If you are curious about how to wear a stethoscope, you should understand that they have headset which are designed to be worn at a specific angle. This angles position the ear tips directly near the ear canals in order to improve sound delivery. Make sure that the ear tips are pointing forward in your ears.

The ear tips should also provide a good seal to the ear canal. They should neither be too small nor too large. If the ear tips are too small then you will be able to hear environmental noise which in turn will block the stethoscope’s performance. When the stethoscope is not in use, drape it around the neck, preferably around the collar of your coat to prevent it from being in direct contact with the skin.

Using a Stethoscope to Listen to Heart Sounds

Listening to a patient’s heart is part of all physical exams. Unfortunately, the task is not as easy as just using the chest piece to listen to the heartbeat. There are several parts of the chest to locate that are related to the heart’s position.

When properly auscultating the heart, both the diaphragm and bell are used.  By positioning your instrument on the right space found between the second and third ribs, you will be able to hear blood flowing through the aortic valve. This is next to the sternum.

To listen to sounds from the pulmonary valve, move the stethoscope to the left side of the sternum. This will be in the second interspace. If you want to listen to the tricuspid valve, move the instrument down to the lower left part of the sternum.

However, you will be able to hear the mitral valve at the apex of the heart. This is often found at the fifth intercostal space. This is approximately 6cm from the sternum’s border.

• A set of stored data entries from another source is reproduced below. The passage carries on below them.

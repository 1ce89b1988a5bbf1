//! # colseg Codec
//!
//! On-disk segment formats for colseg.
//!
//! A segment is a set of per-column indices plus a small amount of metadata.
//! This crate defines:
//!
//! - The segment data model ([`SegmentMetadata`], [`ColumnMetadata`],
//!   [`IndexKind`], [`FormatVersion`])
//! - Byte-level codecs for each index kind ([`index`])
//! - The framing shared by every persisted index ([`blob`])
//! - One [`FormatCodec`] per on-disk layout, selected with [`codec_for`]
//!
//! ## Layouts
//!
//! | version | layout | files |
//! |---------|--------|-------|
//! | `v1` | legacy | one file per (column, index kind), no checksums |
//! | `v2` | legacy | as `v1`, with checksums and null-value vectors |
//! | `v3` | consolidated | `columns.psf` addressed by `index_map` |
//!
//! ## Write Ordering
//!
//! Writers always persist index bytes before the index map that points at
//! them, and the index map before `metadata.properties`. A crash at any point
//! leaves the referencing structures pointing only at complete data.

#![deny(unsafe_code)]
#![warn(missing_docs)]

pub mod bits;
pub mod blob;
mod crc;
mod creation;
mod error;
pub mod format;
pub mod index;
mod index_map;
mod metadata;
mod types;

pub use blob::{decode_blob, encode_blob, BlobFrame, IndexHeader};
pub use crc::{compute_crc32, Crc32};
pub use creation::CreationMeta;
pub use error::{CodecError, CodecResult};
pub use format::{
    codec_for, detect_version, read_creation_meta, read_metadata, write_creation_meta,
    write_metadata, FormatCodec, SegmentWriter, CREATION_META_FILE, DATA_FILE, INDEX_MAP_FILE,
    METADATA_FILE,
};
pub use index_map::{IndexLocation, IndexMap};
pub use metadata::{validate_column_name, ColumnMetadata, SegmentMetadata};
pub use types::{DataType, FormatVersion, IndexKind, Value};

Abnormalities can be detected and sound radiations should also be noted, especially in cases where there are heart murmurs.

Using a Stethoscope to Listen to Lungs

We all have felt the shock when a cold stethoscope diaphragm is placed on our bare skin during a physical. The somewhat cold shock is part of how the physician is able to listen to the lungs. To be able to hear the lungs, the diaphragm is placed at the front and the pack parts of the thorax. Since breath sounds are high pitched, they will not be heard effectively by the bell.

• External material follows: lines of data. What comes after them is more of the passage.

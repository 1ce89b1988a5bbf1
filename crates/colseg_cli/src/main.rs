//! colseg CLI
//!
//! Command-line tools for colseg segment maintenance.
//!
//! # Commands
//!
//! - `inspect` - Display segment metadata and index layout
//! - `verify` - Validate every index and the data checksum
//! - `reload` - Bring a segment's indices in line with a JSON config
//! - `convert` - Convert a legacy segment to the consolidated layout
//! - `remove-index` - Drop one index
//! - `compact` - Reclaim bytes of removed indices
//! - `create-demo` - Write a sample segment

mod commands;

use clap::{Parser, Subcommand};
use colseg_core::{FormatVersion, IndexKind};
use std::path::PathBuf;
use tracing_subscriber::EnvFilter;

/// colseg command-line segment tools.
#[derive(Parser)]
#[command(name = "colseg")]
#[command(author, version, about, long_about = None)]
struct Cli {
    /// Enable verbose output
    #[arg(global = true, short, long)]
    verbose: bool,

    #[command(subcommand)]
    command: Commands,
}

#[derive(Subcommand)]
enum Commands {
    /// Display segment metadata and index layout
    Inspect {
        /// Segment directory
        segment: PathBuf,

        /// Output format (text, json)
        #[arg(short, long, default_value = "text")]
        format: String,
    },

    /// Validate every index and the data checksum
    Verify {
        /// Segment directory
        segment: PathBuf,
    },

    /// Bring a segment's indices in line with a JSON indexing config
    Reload {
        /// Segment directory
        segment: PathBuf,

        /// Indexing config file
        #[arg(short, long)]
        config: PathBuf,
    },

    /// Convert a legacy segment to the consolidated layout
    Convert {
        /// Segment directory
        segment: PathBuf,

        /// Target layout
        #[arg(short, long, default_value = "v3")]
        target: FormatVersion,
    },

    /// Drop one index
    RemoveIndex {
        /// Segment directory
        segment: PathBuf,

        /// Column name
        column: String,

        /// Index kind (dictionary, forward, inverted, null_value_vector)
        kind: IndexKind,
    },

    /// Reclaim bytes of removed indices
    Compact {
        /// Segment directory
        segment: PathBuf,
    },

    /// Write a sample segment with userId and country columns
    CreateDemo {
        /// Segment directory to create
        segment: PathBuf,

        /// Number of documents
        #[arg(short, long, default_value = "10000")]
        docs: u32,

        /// Layout version (v1, v2, v3)
        #[arg(long = "layout", default_value = "v3")]
        version: FormatVersion,
    },
}

fn main() -> Result<(), Box<dyn std::error::Error>> {
    let cli = Cli::parse();

    // Initialize logging
    let filter = if cli.verbose {
        EnvFilter::new("debug")
    } else {
        EnvFilter::new("info")
    };
    tracing_subscriber::fmt().with_env_filter(filter).init();

    match cli.command {
        Commands::Inspect { segment, format } => commands::inspect::run(&segment, &format)?,
        Commands::Verify { segment } => commands::verify::run(&segment)?,
        Commands::Reload { segment, config } => commands::reload::run(&segment, &config)?,
        Commands::Convert { segment, target } => commands::convert::run(&segment, target)?,
        Commands::RemoveIndex {
            segment,
            column,
            kind,
        } => commands::remove_index::run(&segment, &column, kind)?,
        Commands::Compact { segment } => commands::compact::run(&segment)?,
        Commands::CreateDemo {
            segment,
            docs,
            version,
        } => commands::create_demo::run(&segment, docs, version)?,
    }

    Ok(())
}
//! Payload codecs for each index kind.
//!
//! Payloads are the bytes inside a [`blob`](crate::blob) frame. Decoders
//! borrow the payload slice and validate its exact size before handing out
//! values, so a layout can be validated once and then read without copying.

pub mod dictionary;
pub mod forward;
pub mod inverted;
pub mod null_vector;

pub use dictionary::Dictionary;
pub use forward::ForwardLayout;
pub use inverted::InvertedLayout;

/// Reads the `index`-th little-endian `u32` of `data`.
pub(crate) fn read_u32(data: &[u8], index: usize) -> Option<u32> {
    let start = index.checked_mul(4)?;
    let bytes = data.get(start..start + 4)?;
    Some(u32::from_le_bytes([bytes[0], bytes[1], bytes[2], bytes[3]]))
}

/// Validates an offset table of `count + 1` entries at the start of `data`.
///
/// Offsets must start at zero, never decrease, and the last one must equal
/// `body_len`. Returns a message describing the first violation.
pub(crate) fn check_offsets(data: &[u8], count: usize, body_len: u64) -> Result<(), String> {
    let mut prev = 0u32;
    for i in 0..=count {
        let offset = read_u32(data, i).ok_or_else(|| "offset table truncated".to_string())?;
        if i == 0 && offset != 0 {
            return Err(format!("first offset is {offset}, expected 0"));
        }
        if offset < prev {
            return Err(format!("offset {i} decreases ({offset} < {prev})"));
        }
        prev = offset;
    }
    if u64::from(prev) != body_len {
        return Err(format!(
            "offsets cover {prev} bytes but {body_len} bytes follow the table"
        ));
    }
    Ok(())
}

/// Appends an offset table followed by the concatenated items.
pub(crate) fn write_offset_table<'a>(
    buf: &mut Vec<u8>,
    items: impl ExactSizeIterator<Item = &'a [u8]> + Clone,
) -> Result<(), String> {
    let mut offset = 0u32;
    buf.extend_from_slice(&offset.to_le_bytes());
    for item in items.clone() {
        let len = u32::try_from(item.len()).map_err(|_| "item too large".to_string())?;
        offset = offset
            .checked_add(len)
            .ok_or_else(|| "offset table overflows u32".to_string())?;
        buf.extend_from_slice(&offset.to_le_bytes());
    }
    for item in items {
        buf.extend_from_slice(item);
    }
    Ok(())
}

Using a Stethoscope for Blood Pressure

The “old fashion” way of screening blood pressure is done by placing the bell lightly under the lower end of the sphygmomanometer cuff. Make sure you use the bell because low frequency sounds will be generated like the Korotkoff sounds.

You need the right stethoscope for blood pressure for this exercise.

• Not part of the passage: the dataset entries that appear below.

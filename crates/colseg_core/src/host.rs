//! The set of segments served by one process.

use crate::config::{IndexingConfig, LoaderConfig};
use crate::directory::{OpenMode, SegmentDirectory, SegmentReader};
use crate::error::{CoreError, CoreResult};
use crate::loader::{CancellationToken, IndexLoader, LoadReport};
use colseg_buffer::BufferManager;
use parking_lot::{Mutex, RwLock};
use rayon::prelude::*;
use std::collections::{BTreeMap, HashMap};
use std::fs;
use std::path::{Path, PathBuf};
use std::sync::Arc;

/// Hosts segments stored under one root directory.
///
/// Each segment lives in `<root>/<name>`. A segment joins the serving set
/// once its first load succeeds. Later loads rebuild it in place; if a
/// rebuild fails, the segment keeps serving its previous generation.
///
/// # Thread Safety
///
/// All methods take `&self`. Loads of different segments run concurrently;
/// loads of the same segment are serialized by its directory.
pub struct SegmentHost {
    root: PathBuf,
    buffers: BufferManager,
    loader: IndexLoader,
    load_pool: rayon::ThreadPool,
    segments: RwLock<HashMap<String, Arc<SegmentDirectory>>>,
    unavailable: RwLock<BTreeMap<String, String>>,
    /// Serializes loads of one segment name.
    loading: Mutex<HashMap<String, Arc<Mutex<()>>>>,
}

impl std::fmt::Debug for SegmentHost {
    fn fmt(&self, f: &mut std::fmt::Formatter<'_>) -> std::fmt::Result {
        f.debug_struct("SegmentHost")
            .field("root", &self.root)
            .field("serving", &self.serving())
            .finish_non_exhaustive()
    }
}

impl SegmentHost {
    /// Creates a host with no segments loaded.
    ///
    /// # Errors
    ///
    /// Returns `SegmentNotFound` if `root` is not a directory and
    /// `InvalidOperation` if a worker pool cannot be started.
    pub fn new(root: &Path, config: LoaderConfig) -> CoreResult<Self> {
        if !root.is_dir() {
            return Err(CoreError::SegmentNotFound {
                name: root.display().to_string(),
            });
        }
        let load_pool = rayon::ThreadPoolBuilder::new()
            .num_threads(config.load_threads.max(1))
            .thread_name(|i| format!("colseg-load-{i}"))
            .build()
            .map_err(|e| CoreError::invalid_operation(format!("load pool: {e}")))?;
        Ok(Self {
            root: root.to_path_buf(),
            buffers: BufferManager::new(config.buffer_config()),
            loader: IndexLoader::new(config)?,
            load_pool,
            segments: RwLock::new(HashMap::new()),
            unavailable: RwLock::new(BTreeMap::new()),
            loading: Mutex::new(HashMap::new()),
        })
    }

    /// Root directory holding the segments.
    #[must_use]
    pub fn root(&self) -> &Path {
        &self.root
    }

    /// Buffer manager shared by every hosted segment.
    #[must_use]
    pub fn buffers(&self) -> &BufferManager {
        &self.buffers
    }

    /// The index loader used for every segment.
    #[must_use]
    pub fn loader(&self) -> &IndexLoader {
        &self.loader
    }

    /// Loads a segment, or rebuilds it if already serving, so that its
    /// indices match `config`.
    ///
    /// Concurrent loads of the same name run one after another; a later
    /// load sees the segment the earlier one put in the serving set.
    ///
    /// # Errors
    ///
    /// Returns the open or pipeline error. A segment that was not serving
    /// is then reported by [`unavailable`](Self::unavailable); one that was
    /// keeps serving unchanged.
    pub fn load_segment(&self, name: &str, config: &IndexingConfig) -> CoreResult<LoadReport> {
        let name_lock = self.name_lock(name);
        let _loading = name_lock.lock();

        let existing = self.segments.read().get(name).cloned();
        let serving = existing.is_some();

        let result = match existing {
            Some(dir) => self.reconcile(&dir, config).map(|report| (dir, report)),
            None => self.open(name).and_then(|dir| {
                let report = self.reconcile(&dir, config)?;
                Ok((dir, report))
            }),
        };

        match result {
            Ok((dir, report)) => {
                self.segments.write().insert(name.to_string(), dir);
                self.unavailable.write().remove(name);
                tracing::info!(
                    segment = %name,
                    generation = %report.generation,
                    published = report.published,
                    "segment serving"
                );
                Ok(report)
            }
            Err(e) if serving => {
                tracing::warn!(segment = %name, error = %e, "rebuild failed; previous generation keeps serving");
                Err(e)
            }
            Err(e) => {
                tracing::warn!(segment = %name, error = %e, "segment unavailable");
                self.unavailable.write().insert(name.to_string(), e.to_string());
                Err(e)
            }
        }
    }

    /// Loads several segments in parallel on the load pool.
    ///
    /// Results are returned in input order.
    pub fn load_segments(
        &self,
        batch: &[(String, IndexingConfig)],
    ) -> Vec<(String, CoreResult<LoadReport>)> {
        self.load_pool.install(|| {
            batch
                .par_iter()
                .map(|(name, config)| (name.clone(), self.load_segment(name, config)))
                .collect()
        })
    }

    /// Stops serving a segment, optionally deleting its files.
    ///
    /// Readers taken before removal stay valid until dropped. Returns
    /// whether the segment was serving.
    ///
    /// # Errors
    ///
    /// Returns `IoFailure` if the files cannot be deleted.
    pub fn remove_segment(&self, name: &str, delete_files: bool) -> CoreResult<bool> {
        let name_lock = self.name_lock(name);
        let _loading = name_lock.lock();

        let removed = self.segments.write().remove(name);
        self.unavailable.write().remove(name);
        let was_serving = removed.is_some();
        // Release the directory lock before deleting.
        drop(removed);

        if delete_files {
            match fs::remove_dir_all(self.root.join(name)) {
                Ok(()) => {}
                Err(e) if e.kind() == std::io::ErrorKind::NotFound => {}
                Err(e) => return Err(e.into()),
            }
        }
        tracing::info!(segment = %name, delete_files, was_serving, "segment removed");
        Ok(was_serving)
    }

    /// A snapshot of a serving segment.
    ///
    /// # Errors
    ///
    /// Returns `SegmentNotFound` if the segment is not serving.
    pub fn reader(&self, name: &str) -> CoreResult<SegmentReader> {
        self.segments
            .read()
            .get(name)
            .map(|dir| dir.reader())
            .ok_or_else(|| CoreError::SegmentNotFound {
                name: name.to_string(),
            })
    }

    /// Names of serving segments, sorted.
    #[must_use]
    pub fn serving(&self) -> Vec<String> {
        let mut names: Vec<String> = self.segments.read().keys().cloned().collect();
        names.sort();
        names
    }

    /// Segments whose first load failed, with the error.
    #[must_use]
    pub fn unavailable(&self) -> BTreeMap<String, String> {
        self.unavailable.read().clone()
    }

    fn name_lock(&self, name: &str) -> Arc<Mutex<()>> {
        Arc::clone(self.loading.lock().entry(name.to_string()).or_default())
    }

    fn open(&self, name: &str) -> CoreResult<Arc<SegmentDirectory>> {
        if name.is_empty() || name.contains(['/', '\\']) || name == "." || name == ".." {
            return Err(CoreError::invalid_operation(format!("invalid segment name {name:?}")));
        }
        let dir = SegmentDirectory::open(&self.root.join(name), OpenMode::ReadWrite, self.buffers.clone())?;
        Ok(Arc::new(dir))
    }

    fn reconcile(&self, dir: &SegmentDirectory, config: &IndexingConfig) -> CoreResult<LoadReport> {
        self.loader.reconcile(dir, config, &CancellationToken::new())
    }
}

Using a Stethoscope to Listen to Bowel Sounds

Stethoscopes are used on the abdomen so that they can detect intestinal mobility, signs of obstruction and other problems. When listening to the abdomen, you’ll first need to divide it into imaginary quarters. Don’t percuss or palpate the abdomen until after you have auscultated it.

Percussion and palpations can alter the original sounds produced by the bowel through muscle tensing. Begin the process (abdominal auscultation) by placing the diaphragm on the right lower quadrat. Work your way in a clockwise manner to the other three sections of the imaginary quadrat. Continue by trailing the path of the large intestine. Normoactive bowels will produce gurgling sounds which will occur at a rate of around 5 to 34 per minute.

How to Store a Stethoscope

When the stethoscope is not in use, ensure that it is protected from damage and other elements that can affect how it functions. You should store the stethoscope in a good quality case.

The following are tips you can use for its safekeeping.

  • Store it from extreme temperatures (whether hot or cold) because the tubing can easily crack or get damaged after extended periods of exposure.
  • Avoid storing your stethoscope in your pocket, handbag and other areas where dust, lint, dirt or other materials can enter and get logged in the ear pieces.
  • Don’t expose your stethoscope to oils or solvents since they can also damage the tubing or get into the ear pieces which will otherwise damage or obstruct the instrument.

You should also clean your stethoscope regularly using isopropyl alcohol, soap and water. You do not want bacteria growing on it because it can be dangerous for both you and your patients.